In his 2013 Budget speech, Wayne Swan chose to use the word “invest” more than 40 times.
“Tonight, this Labor government makes the choice to keep our economy strong and invest in our future,” the Treasurer declared in his opening remarks.
The government, he pledged, was variously “investing” — not spending — money in jobs, in training, in road and rail, in cancer prevention, in bone marrow transplants, in veteran mental health and, of course, in the National Broadband Network (NBN).
There were $378 million of doubtful “investments” in entrepreneurial small and medium-sized enterprises, and an and even more dubious “investment” of more than $330 million to shut down Tasmania’s forestry industry once and for all.
Apart from the obvious question mark over many of Mr Swan’s “investments”, which are nothing of the sort and are conventional hand-outs, the Treasurer’s choice of word displays his fundamental belief that it is government, not the private sector, that is driving the economy. He maintains that government is superior to the market in allocating capital.
And, indeed, Mr Swan was being true to his own redistributive ideology which maintains that the injustices of having a low demographic postcode should be rectified by government.
The second problem is that the government is “investing” in current or borrowed taxpayers’ money that will have to be repaid — in fact, no less than $18 billion dollars of borrowed funds in this year alone.
The use of the word “invest” was intended to make the speech sound as if it was responsible, businesslike and prudent.
In fact, the Budget numbers are in tatters.
For the absolute “no ifs or buts” guaranteed $1.1 billion budget surplus promised last year has turned into an $18 billion deficit this year. Yet Mr Swan wants us to believe we will be back in an $800 million surplus in 2015.
But everyone knows, including Mr Swan himself, that he won’t be there then.

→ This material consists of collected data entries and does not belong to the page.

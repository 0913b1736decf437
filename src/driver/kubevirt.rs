//! KubeVirt machine driver
//!
//! Each machine is a KubeVirt VirtualMachine named after the machine, plus a
//! `<name>-ssh` Secret holding the public key the guest agent installs for
//! `root`.

use async_trait::async_trait;
use k8s_openapi::apimachinery::pkg::api::resource::Quantity;
use serde::{Deserialize, Serialize};
use std::fmt;
use std::path::PathBuf;
use std::sync::Arc;
use tokio::sync::OnceCell;
use tracing::{debug, info, warn};

use super::{join_host_port, must_be_running, BaseDriver, MachineDriver, PrintableStatus, State, DOCKER_PORT};
use crate::config::{DriverOptions, Flag};
use crate::error::{is_not_found, DriverError, Result};
use crate::k8s::K8sClient;
use crate::kubevirt::{
    generate_ssh_key, make_ssh_secret, make_vm, public_key_path, ssh_secret_name, ClusterApi,
    KubevirtApi,
};

pub const DRIVER_NAME: &str = "kubevirt";

const DEFAULT_MEMORY_MB: i64 = 1024;
const DEFAULT_CPU_COUNT: i64 = 1;
const DEFAULT_IMAGE: &str = "linkacloud/d2vm-docker-machine:alpine";
const DEFAULT_NAMESPACE: &str = "default";
const KUBECONFIG_ENV: &str = "KUBECONFIG";

/// Full name of a driver flag
pub fn flag_name(name: &str) -> String {
    format!("{DRIVER_NAME}-{name}")
}

/// KubeVirt driver
#[derive(Default, Serialize, Deserialize)]
#[serde(rename_all = "camelCase")]
pub struct Driver {
    #[serde(flatten)]
    pub base: BaseDriver,
    /// Memory in MiB
    pub memory: i64,
    pub cpu: i64,
    pub namespace: String,
    pub image: String,
    /// Kubeconfig path, empty for the default location or in-cluster
    pub kubeconfig: String,
    #[serde(skip)]
    client: OnceCell<Arc<dyn KubevirtApi>>,
}

impl fmt::Debug for Driver {
    fn fmt(&self, f: &mut fmt::Formatter<'_>) -> fmt::Result {
        f.debug_struct("Driver")
            .field("base", &self.base)
            .field("memory", &self.memory)
            .field("cpu", &self.cpu)
            .field("namespace", &self.namespace)
            .field("image", &self.image)
            .field("kubeconfig", &self.kubeconfig)
            .field("connected", &self.client.initialized())
            .finish()
    }
}

impl Driver {
    pub fn new(machine_name: impl Into<String>, store_path: impl Into<PathBuf>) -> Self {
        let base = BaseDriver::new(machine_name, store_path);
        debug!(
            "Creating new driver for host {} ({})",
            base.machine_name,
            base.store_path.display()
        );
        Self {
            base,
            ..Default::default()
        }
    }

    /// Use `api` instead of connecting to the configured cluster
    #[cfg(test)]
    pub fn with_api(mut self, api: Arc<dyn KubevirtApi>) -> Self {
        self.client = OnceCell::from(api);
        self
    }

    fn name(&self) -> &str {
        &self.base.machine_name
    }

    /// Cluster handle, connected on first use
    async fn client(&self) -> Result<&dyn KubevirtApi> {
        let api = self
            .client
            .get_or_try_init(|| async {
                let client = K8sClient::from_kubeconfig(&self.kubeconfig).await?;
                Ok::<Arc<dyn KubevirtApi>, DriverError>(Arc::new(ClusterApi::new(client)))
            })
            .await?;
        Ok(api.as_ref())
    }
}

fn memory_quantity(memory: i64) -> Result<Quantity> {
    if memory <= 0 {
        return Err(DriverError::InvalidMemory(format!("{memory}Mi")));
    }
    Ok(Quantity(format!("{memory}Mi")))
}

#[async_trait]
impl MachineDriver for Driver {
    fn driver_name(&self) -> &'static str {
        DRIVER_NAME
    }

    fn machine_name(&self) -> &str {
        self.name()
    }

    fn create_flags(&self) -> Vec<Flag> {
        vec![
            Flag::int(flag_name("memory"), "Size of memory for host in MB", DEFAULT_MEMORY_MB),
            Flag::int(flag_name("cpu-count"), "Number of CPUs", DEFAULT_CPU_COUNT),
            Flag::string(
                flag_name("image"),
                "Container Disk Image to use for the VM, it should provide docker, sshd and qemu-guest-agent",
                DEFAULT_IMAGE,
            ),
            Flag::string(
                flag_name("namespace"),
                "Namespace to use for the VM, if not specified, the default namespace will be used",
                DEFAULT_NAMESPACE,
            ),
            Flag::string(
                flag_name("kubeconfig"),
                "Path to the Kubernetes config file, if not specified, the default config path or in-cluster config will be used",
                "",
            )
            .env(KUBECONFIG_ENV),
        ]
    }

    async fn set_config_from_flags(&mut self, opts: &dyn DriverOptions) -> Result<()> {
        self.memory = opts.int(&flag_name("memory"));
        self.cpu = opts.int(&flag_name("cpu-count"));
        self.image = opts.string(&flag_name("image"));
        self.namespace = opts.string(&flag_name("namespace"));
        self.kubeconfig = opts.string(&flag_name("kubeconfig"));
        debug!("Setting config from flags {:?}", self);

        if self.memory <= 0 {
            return Err(DriverError::InvalidConfig(format!(
                "{} must be positive, got {}",
                flag_name("memory"),
                self.memory
            )));
        }
        if self.cpu <= 0 || u32::try_from(self.cpu).is_err() {
            return Err(DriverError::InvalidConfig(format!(
                "{} must be a positive 32-bit integer, got {}",
                flag_name("cpu-count"),
                self.cpu
            )));
        }

        self.client().await?;
        Ok(())
    }

    async fn create(&self) -> Result<()> {
        debug!(
            "Checking if VM {} already exists in namespace {}",
            self.name(),
            self.namespace
        );
        let c = self.client().await?;
        match c.get_vm(&self.namespace, self.name()).await {
            Ok(_) => {
                return Err(DriverError::AlreadyExists {
                    name: self.name().to_string(),
                    namespace: self.namespace.clone(),
                })
            }
            Err(e) if is_not_found(&e) => {}
            Err(e) => return Err(e.into()),
        }

        let key_path = self.get_ssh_key_path();
        generate_ssh_key(&key_path).await?;
        let public_key = tokio::fs::read_to_string(public_key_path(&key_path)).await?;

        let memory = memory_quantity(self.memory)?;
        let cpus = u32::try_from(self.cpu)
            .map_err(|_| DriverError::InvalidConfig(format!("invalid cpu count {}", self.cpu)))?;

        c.create_secret(
            &self.namespace,
            &make_ssh_secret(&self.namespace, self.name(), &public_key),
        )
        .await?;

        let vm = make_vm(&self.namespace, self.name(), &self.image, cpus, memory);
        info!("Creating VM {} in namespace {}", self.name(), self.namespace);
        if let Err(e) = c.create_vm(&self.namespace, &vm).await {
            if let Err(err) = c
                .delete_secret(&self.namespace, &ssh_secret_name(self.name()))
                .await
            {
                warn!("Failed to delete SSH secret: {}", err);
            }
            return Err(DriverError::CreateVm(e));
        }
        Ok(())
    }

    async fn start(&self) -> Result<()> {
        info!("Starting vm {} in namespace {}", self.name(), self.namespace);
        let c = self.client().await?;
        c.start_vm(&self.namespace, self.name()).await?;
        Ok(())
    }

    async fn stop(&self) -> Result<()> {
        info!("Stopping vm {} in namespace {}", self.name(), self.namespace);
        let c = self.client().await?;
        c.stop_vm(&self.namespace, self.name(), Some(0)).await?;
        Ok(())
    }

    async fn kill(&self) -> Result<()> {
        info!("Killing vm {} in namespace {}", self.name(), self.namespace);
        let c = self.client().await?;
        c.stop_vm(&self.namespace, self.name(), Some(0)).await?;
        Ok(())
    }

    async fn restart(&self) -> Result<()> {
        info!("Restarting vm {} in namespace {}", self.name(), self.namespace);
        let c = self.client().await?;
        c.restart_vm(&self.namespace, self.name()).await?;
        Ok(())
    }

    async fn remove(&self) -> Result<()> {
        info!("Removing vm {} in namespace {}", self.name(), self.namespace);
        let c = self.client().await?;
        if self.get_state().await? == State::Running {
            self.kill().await?;
        }

        if let Err(e) = c.delete_vm(&self.namespace, self.name()).await {
            if !is_not_found(&e) {
                return Err(e.into());
            }
        }
        if let Err(e) = c
            .delete_secret(&self.namespace, &ssh_secret_name(self.name()))
            .await
        {
            if !is_not_found(&e) {
                return Err(e.into());
            }
        }
        Ok(())
    }

    async fn get_state(&self) -> Result<State> {
        debug!(
            "Getting state for VM {} in namespace {}",
            self.name(),
            self.namespace
        );
        let c = self.client().await?;
        let vm = match c.get_vm(&self.namespace, self.name()).await {
            Ok(vm) => vm,
            Err(e) if is_not_found(&e) => return Ok(State::None),
            Err(e) => return Err(DriverError::GetVm(e)),
        };

        let status = vm
            .status
            .and_then(|s| s.printable_status)
            .unwrap_or_default();
        Ok(PrintableStatus::parse(&status).state())
    }

    async fn get_ip(&self) -> Result<String> {
        self.get_ssh_hostname().await
    }

    async fn get_url(&self) -> Result<String> {
        let ip = self.get_ssh_hostname().await?;
        Ok(format!("tcp://{}", join_host_port(&ip, DOCKER_PORT)))
    }

    async fn get_ssh_hostname(&self) -> Result<String> {
        let c = self.client().await?;
        debug!(
            "Getting IP address for VM {} in namespace {}",
            self.name(),
            self.namespace
        );
        must_be_running(self).await?;

        let vmi = c.get_vmi(&self.namespace, self.name()).await?;
        let iface = vmi
            .interfaces()
            .first()
            .ok_or_else(|| DriverError::NoInterfaces(self.name().to_string()))?;
        iface
            .ip()
            .map(str::to_string)
            .ok_or_else(|| DriverError::NoAddress(self.name().to_string()))
    }

    fn get_ssh_username(&self) -> String {
        self.base.ssh_user.clone()
    }

    fn get_ssh_port(&self) -> u16 {
        self.base.ssh_port
    }

    fn get_ssh_key_path(&self) -> PathBuf {
        self.base.ssh_key_path()
    }
}
//! Driver error types

use kube::config::{InClusterError, KubeconfigError};
use thiserror::Error;

/// Result alias for driver operations
pub type Result<T> = std::result::Result<T, DriverError>;

/// Errors returned by the KubeVirt driver
#[derive(Debug, Error)]
pub enum DriverError {
    /// Kubernetes API error
    #[error(transparent)]
    Kube(#[from] kube::Error),

    /// Kubeconfig file could not be read or resolved
    #[error("failed to load kubernetes config: {0}")]
    KubeConfig(#[source] KubeconfigError),

    /// No kubeconfig file and no in-cluster service account
    #[error("failed to load kubernetes config: {0}")]
    InCluster(#[source] InClusterError),

    /// Client construction failed
    #[error("failed to get kubevirt client: {0}")]
    Client(#[source] kube::Error),

    /// A VirtualMachine with the machine name is already present
    #[error("vm {name} already exists in namespace {namespace}")]
    AlreadyExists { name: String, namespace: String },

    /// VirtualMachine creation was rejected
    #[error("failed to create vm: {0}")]
    CreateVm(#[source] kube::Error),

    /// VirtualMachine lookup failed for a reason other than absence
    #[error("failed to get vm: {0}")]
    GetVm(#[source] kube::Error),

    /// Operation needs a running machine
    #[error("host is not running")]
    NotRunning,

    /// The VMI reports no network interfaces yet
    #[error("no interfaces found for vm {0}")]
    NoInterfaces(String),

    /// The first interface has no address yet
    #[error("no ip address reported for vm {0}")]
    NoAddress(String),

    /// Memory size could not be expressed as a quantity
    #[error("failed to parse memory quantity: {0}")]
    InvalidMemory(String),

    /// Invalid flag value
    #[error("invalid configuration: {0}")]
    InvalidConfig(String),

    /// SSH key generation failed
    #[error("ssh key generation failed: {0}")]
    SshKey(String),

    /// Filesystem error
    #[error(transparent)]
    Io(#[from] std::io::Error),
}

/// Whether a kube error is a 404 from the API server
pub fn is_not_found(err: &kube::Error) -> bool {
    matches!(err, kube::Error::Api(resp) if resp.code == 404)
}
//! Machine store
//!
//! Each machine lives in `<root>/machines/<name>/` next to its SSH key, with
//! the configured driver serialised to `config.json`.

use anyhow::{bail, Context, Result};
use serde::de::DeserializeOwned;
use serde::{Deserialize, Serialize};
use std::path::{Path, PathBuf};

use super::env::EnvConfig;

const MACHINES_DIR: &str = "machines";
const CONFIG_FILE: &str = "config.json";

/// Persisted machine
#[derive(Clone, Debug, Serialize, Deserialize)]
#[serde(rename_all = "camelCase")]
pub struct MachineRecord<D> {
    pub name: String,
    pub driver_name: String,
    pub driver: D,
}

/// On-disk machine store
#[derive(Clone, Debug)]
pub struct MachineStore {
    root: PathBuf,
}

impl MachineStore {
    pub fn new(root: impl Into<PathBuf>) -> Self {
        Self { root: root.into() }
    }

    /// Store at the path from the environment, or `~/.kubevirt-machine`
    pub fn default_root() -> PathBuf {
        EnvConfig::load().storage_path.unwrap_or_else(|| {
            dirs::home_dir()
                .unwrap_or_default()
                .join(".kubevirt-machine")
        })
    }

    pub fn root(&self) -> &Path {
        &self.root
    }

    /// Directory holding a machine's files
    pub fn machine_dir(&self, name: &str) -> PathBuf {
        self.root.join(MACHINES_DIR).join(name)
    }

    fn config_path(&self, name: &str) -> PathBuf {
        self.machine_dir(name).join(CONFIG_FILE)
    }

    pub fn exists(&self, name: &str) -> bool {
        self.config_path(name).exists()
    }

    /// Write a machine record
    pub fn save<D: Serialize>(&self, record: &MachineRecord<D>) -> Result<()> {
        let dir = self.machine_dir(&record.name);
        std::fs::create_dir_all(&dir)
            .with_context(|| format!("Failed to create directory: {}", dir.display()))?;

        let content =
            serde_json::to_string_pretty(record).context("Failed to serialize machine")?;
        let path = self.config_path(&record.name);
        std::fs::write(&path, content)
            .with_context(|| format!("Failed to write machine config: {}", path.display()))?;
        Ok(())
    }

    /// Read a machine record
    pub fn load<D: DeserializeOwned>(&self, name: &str) -> Result<MachineRecord<D>> {
        let path = self.config_path(name);
        if !path.exists() {
            bail!("Host does not exist: {name:?}");
        }

        let content = std::fs::read_to_string(&path)
            .with_context(|| format!("Failed to read machine config: {}", path.display()))?;
        serde_json::from_str(&content)
            .with_context(|| format!("Failed to parse machine config: {}", path.display()))
    }

    /// Names of all stored machines, sorted
    pub fn list(&self) -> Result<Vec<String>> {
        let dir = self.root.join(MACHINES_DIR);
        if !dir.exists() {
            return Ok(Vec::new());
        }

        let mut names = Vec::new();
        for entry in std::fs::read_dir(&dir)
            .with_context(|| format!("Failed to read directory: {}", dir.display()))?
        {
            let entry = entry?;
            if entry.path().join(CONFIG_FILE).exists() {
                names.push(entry.file_name().to_string_lossy().to_string());
            }
        }
        names.sort();
        Ok(names)
    }

    /// Delete a machine's directory
    pub fn remove(&self, name: &str) -> Result<()> {
        let dir = self.machine_dir(name);
        if dir.exists() {
            std::fs::remove_dir_all(&dir)
                .with_context(|| format!("Failed to remove directory: {}", dir.display()))?;
        }
        Ok(())
    }
}

#[cfg(test)]
mod tests {
    use super::*;

    fn record(name: &str) -> MachineRecord<serde_json::Value> {
        MachineRecord {
            name: name.to_string(),
            driver_name: "kubevirt".to_string(),
            driver: serde_json::json!({ "memory": 1024 }),
        }
    }

    #[test]
    fn test_save_load_list_remove() {
        let dir = tempfile::tempdir().unwrap();
        let store = MachineStore::new(dir.path());

        assert!(store.list().unwrap().is_empty());

        store.save(&record("beta")).unwrap();
        store.save(&record("alpha")).unwrap();
        assert!(store.exists("alpha"));
        assert_eq!(store.list().unwrap(), vec!["alpha", "beta"]);

        let loaded: MachineRecord<serde_json::Value> = store.load("alpha").unwrap();
        assert_eq!(loaded.driver_name, "kubevirt");
        assert_eq!(loaded.driver["memory"], 1024);

        store.remove("alpha").unwrap();
        assert!(!store.exists("alpha"));
        assert_eq!(store.list().unwrap(), vec!["beta"]);
    }

    #[test]
    fn test_load_missing_machine() {
        let dir = tempfile::tempdir().unwrap();
        let store = MachineStore::new(dir.path());

        let err = store.load::<serde_json::Value>("ghost").unwrap_err();
        assert!(err.to_string().contains("Host does not exist"));
    }

    #[test]
    fn test_machine_dir_layout() {
        let store = MachineStore::new("/store");
        assert_eq!(store.machine_dir("m1"), PathBuf::from("/store/machines/m1"));
    }
}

In all probability, Mr Swan won’t even be in the parliament.
Wayne Swan’s budget used a series of predictable measures to pull back government spending, but 60 per cent of the “savings” were in the form of revenue-raising measures.

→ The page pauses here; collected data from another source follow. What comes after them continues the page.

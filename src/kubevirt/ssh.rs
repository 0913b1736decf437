//! SSH connectivity for machines
//!
//! Key pair generation for new machines and a thin wrapper over the `ssh`
//! binary for running commands in them.

use std::path::{Path, PathBuf};
use std::process::ExitStatus;
use tokio::process::Command;
use tracing::{debug, info};

use crate::error::{DriverError, Result};

/// Generate an RSA key pair at `path` and `path.pub`.
///
/// Does nothing when the private key is already present.
pub async fn generate_ssh_key(path: &Path) -> Result<()> {
    if path.exists() {
        debug!("SSH key {} already exists", path.display());
        return Ok(());
    }

    if let Some(parent) = path.parent() {
        tokio::fs::create_dir_all(parent).await?;
    }

    info!("Creating SSH key...");
    let output = Command::new("ssh-keygen")
        .args(["-t", "rsa", "-b", "2048", "-N", "", "-q", "-f"])
        .arg(path)
        .output()
        .await
        .map_err(|e| DriverError::SshKey(format!("failed to run ssh-keygen: {e}")))?;

    if !output.status.success() {
        let stderr = String::from_utf8_lossy(&output.stderr);
        return Err(DriverError::SshKey(stderr.trim().to_string()));
    }

    Ok(())
}

/// Path of the public half of a key pair
pub fn public_key_path(private_key: &Path) -> PathBuf {
    let mut path = private_key.as_os_str().to_owned();
    path.push(".pub");
    PathBuf::from(path)
}

/// SSH client configuration
#[derive(Clone, Debug)]
pub struct SshConfig {
    pub username: String,

    pub private_key_path: Option<PathBuf>,

    pub port: u16,

    /// Connection timeout in seconds
    pub timeout_secs: u64,

    pub strict_host_key_checking: bool,
}

impl Default for SshConfig {
    fn default() -> Self {
        Self {
            username: "root".to_string(),
            private_key_path: None,
            port: 22,
            timeout_secs: 30,
            strict_host_key_checking: false,
        }
    }
}

impl SshConfig {
    /// Create a new SSH config
    pub fn new(username: impl Into<String>) -> Self {
        Self {
            username: username.into(),
            ..Default::default()
        }
    }

    /// Set private key path
    pub fn private_key(mut self, path: impl Into<PathBuf>) -> Self {
        self.private_key_path = Some(path.into());
        self
    }

    /// Set port
    pub fn port(mut self, port: u16) -> Self {
        self.port = port;
        self
    }
}

/// SSH client for connecting to machines
pub struct SshClient {
    config: SshConfig,
}

impl SshClient {
    /// Create a new SSH client
    pub fn new(config: SshConfig) -> Self {
        Self { config }
    }

    /// Build SSH command arguments
    pub fn build_ssh_args(&self, host: &str) -> Vec<String> {
        let mut args = vec![
            "-o".to_string(),
            format!(
                "StrictHostKeyChecking={}",
                if self.config.strict_host_key_checking {
                    "yes"
                } else {
                    "no"
                }
            ),
            "-o".to_string(),
            "UserKnownHostsFile=/dev/null".to_string(),
            "-o".to_string(),
            format!("ConnectTimeout={}", self.config.timeout_secs),
            "-o".to_string(),
            "LogLevel=ERROR".to_string(),
            "-p".to_string(),
            self.config.port.to_string(),
        ];

        if let Some(ref key_path) = self.config.private_key_path {
            args.push("-o".to_string());
            args.push("IdentitiesOnly=yes".to_string());
            args.push("-i".to_string());
            args.push(key_path.to_string_lossy().to_string());
        }

        args.push(format!("{}@{}", self.config.username, host));
        args
    }

    /// Run `command` on the host, or an interactive shell when empty.
    ///
    /// Standard streams are inherited from the caller.
    pub async fn run(&self, host: &str, command: &[String]) -> Result<ExitStatus> {
        let mut args = self.build_ssh_args(host);
        args.extend(command.iter().cloned());
        debug!("ssh {}", args.join(" "));

        let status = Command::new("ssh").args(&args).status().await?;
        Ok(status)
    }
}

/// Process exit code for a finished ssh session.
///
/// Codes outside `0..=255` and termination by signal map to 1.
pub fn exit_code(status: ExitStatus) -> u8 {
    if status.success() {
        return 0;
    }
    status
        .code()
        .and_then(|c| u8::try_from(c).ok())
        .filter(|c| *c != 0)
        .unwrap_or(1)
}

#[cfg(test)]
mod tests {
    use super::*;

    #[cfg(unix)]
    #[test]
    fn test_exit_code() {
        use std::os::unix::process::ExitStatusExt;

        assert_eq!(exit_code(ExitStatus::from_raw(0)), 0);
        assert_eq!(exit_code(ExitStatus::from_raw(3 << 8)), 3);
        assert_eq!(exit_code(ExitStatus::from_raw(255 << 8)), 255);
        // SIGKILL
        assert_eq!(exit_code(ExitStatus::from_raw(9)), 1);
    }

    #[test]
    fn test_ssh_client_args() {
        let client = SshClient::new(
            SshConfig::new("root")
                .port(2222)
                .private_key("/store/machines/m1/id_rsa"),
        );
        let args = client.build_ssh_args("10.0.0.7");

        assert!(args.contains(&"2222".to_string()));
        assert!(args.contains(&"/store/machines/m1/id_rsa".to_string()));
        assert_eq!(args.last().map(String::as_str), Some("root@10.0.0.7"));
    }

    #[test]
    fn test_args_without_key() {
        let client = SshClient::new(SshConfig::default());
        let args = client.build_ssh_args("10.0.0.7");

        assert!(!args.contains(&"-i".to_string()));
        assert!(args.contains(&"StrictHostKeyChecking=no".to_string()));
    }

    #[test]
    fn test_public_key_path() {
        assert_eq!(
            public_key_path(Path::new("/store/machines/m1/id_rsa")),
            PathBuf::from("/store/machines/m1/id_rsa.pub")
        );
    }

    #[tokio::test]
    async fn test_existing_key_is_kept() {
        let dir = tempfile::tempdir().unwrap();
        let key = dir.path().join("id_rsa");
        std::fs::write(&key, "existing").unwrap();

        generate_ssh_key(&key).await.unwrap();
        assert_eq!(std::fs::read_to_string(&key).unwrap(), "existing");
    }
}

The $5,000 Baby Bonus, which was introduced by Peter Costello, has been abolished, but still collectible in some form by poorer families.
So this was Labor’s last shot in the locker — to prove they are credible economic managers and to lock in some legacy reforms in education and disability care.

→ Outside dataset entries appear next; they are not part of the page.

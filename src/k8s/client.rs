//! Kubernetes client wrapper
//!
//! Resolves cluster credentials and builds the kube client shared by the
//! KubeVirt managers.

use kube::config::{KubeConfigOptions, Kubeconfig};
use kube::{Client, Config};
use std::path::PathBuf;
use tracing::debug;

use crate::error::{DriverError, Result};

/// Kubernetes client wrapper
#[derive(Clone)]
pub struct K8sClient {
    client: Client,
}

impl K8sClient {
    /// Create a client from a kubeconfig path, empty meaning the default
    /// location or the in-cluster service account
    pub async fn from_kubeconfig(path: &str) -> Result<Self> {
        let config = load_kube_config(path).await?;
        Self::with_config(config)
    }

    /// Create client with custom config
    pub fn with_config(config: Config) -> Result<Self> {
        let client = Client::try_from(config).map_err(DriverError::Client)?;
        Ok(Self { client })
    }

    /// Get the underlying kube client
    pub fn client(&self) -> &Client {
        &self.client
    }
}

/// Default kubeconfig location, `~/.kube/config`
pub fn default_kubeconfig_path() -> PathBuf {
    dirs::home_dir()
        .unwrap_or_default()
        .join(".kube")
        .join("config")
}

/// Load cluster configuration.
///
/// An empty `path` selects `~/.kube/config`. When the file does not exist the
/// in-cluster configuration is used instead.
pub async fn load_kube_config(path: &str) -> Result<Config> {
    let path = if path.is_empty() {
        default_kubeconfig_path()
    } else {
        PathBuf::from(path)
    };

    if path.exists() {
        debug!("Loading kubeconfig from {}", path.display());
        let kubeconfig = Kubeconfig::read_from(&path).map_err(DriverError::KubeConfig)?;
        return Config::from_custom_kubeconfig(kubeconfig, &KubeConfigOptions::default())
            .await
            .map_err(DriverError::KubeConfig);
    }

    debug!(
        "Kubeconfig {} not found, using in-cluster config",
        path.display()
    );
    Config::incluster().map_err(DriverError::InCluster)
}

Unfortunately, neither will be achieved, simply because the government lost its credibility over a series of policy failures and misjudgments.
However, what Mr Swan has attempted to do is to lock Tony Abbott for at least a decade into Julia Gillard’s monuments of more lavish funding of schools and disability care, while also cleverly if not mischievously locking him into harsh “savings” measures in the “out years” or in the years ahead.
Mr Swan wrote a book called Postcode: The Splintering of a Nation (Melbourne: Pluto Press, 2005), and returned to this perceived injustice again in his 2013 Budget speech.
For good or ill, Mr Swan has really been the lynchpin of the Rudd and Gillard governments.
In some respects, his longevity and his ability to achieve his own political wish-list has made him the most successful Labor politician in the government, even though outside observers consider him to have been a serious disappointment as Treasurer.
He has got what he wants.
And now no one in the government believes their electoral fortunes are salvageable in September.
Overall, the 2013 Budget will be remembered as one that lacks credibility, and which is entirely focused on Labor’s long-term historical reputation rather than fixing the country’s immediate problems.
For what Mr Swan and Ms Gillard will be hoping is that the Budget will achieve for them a place in the Labor history books.
Along with previous Labor governments’ milestones, such as the introduction of the old age pension, Medicare and superannuation, a national scheme to assist people with disabilities will be there for decades to come.
It may not look affordable now, so the Labor line goes. It may be putting us into hock for many years to come. But one day in decades to come it won’t matter, because Wayne Swan and Julia Gillard made the effort to adhere to their Labor values.
That is the feeble hope.
The reality now is of a government that could not get much right at all, even the benchmarks it has placed on itself.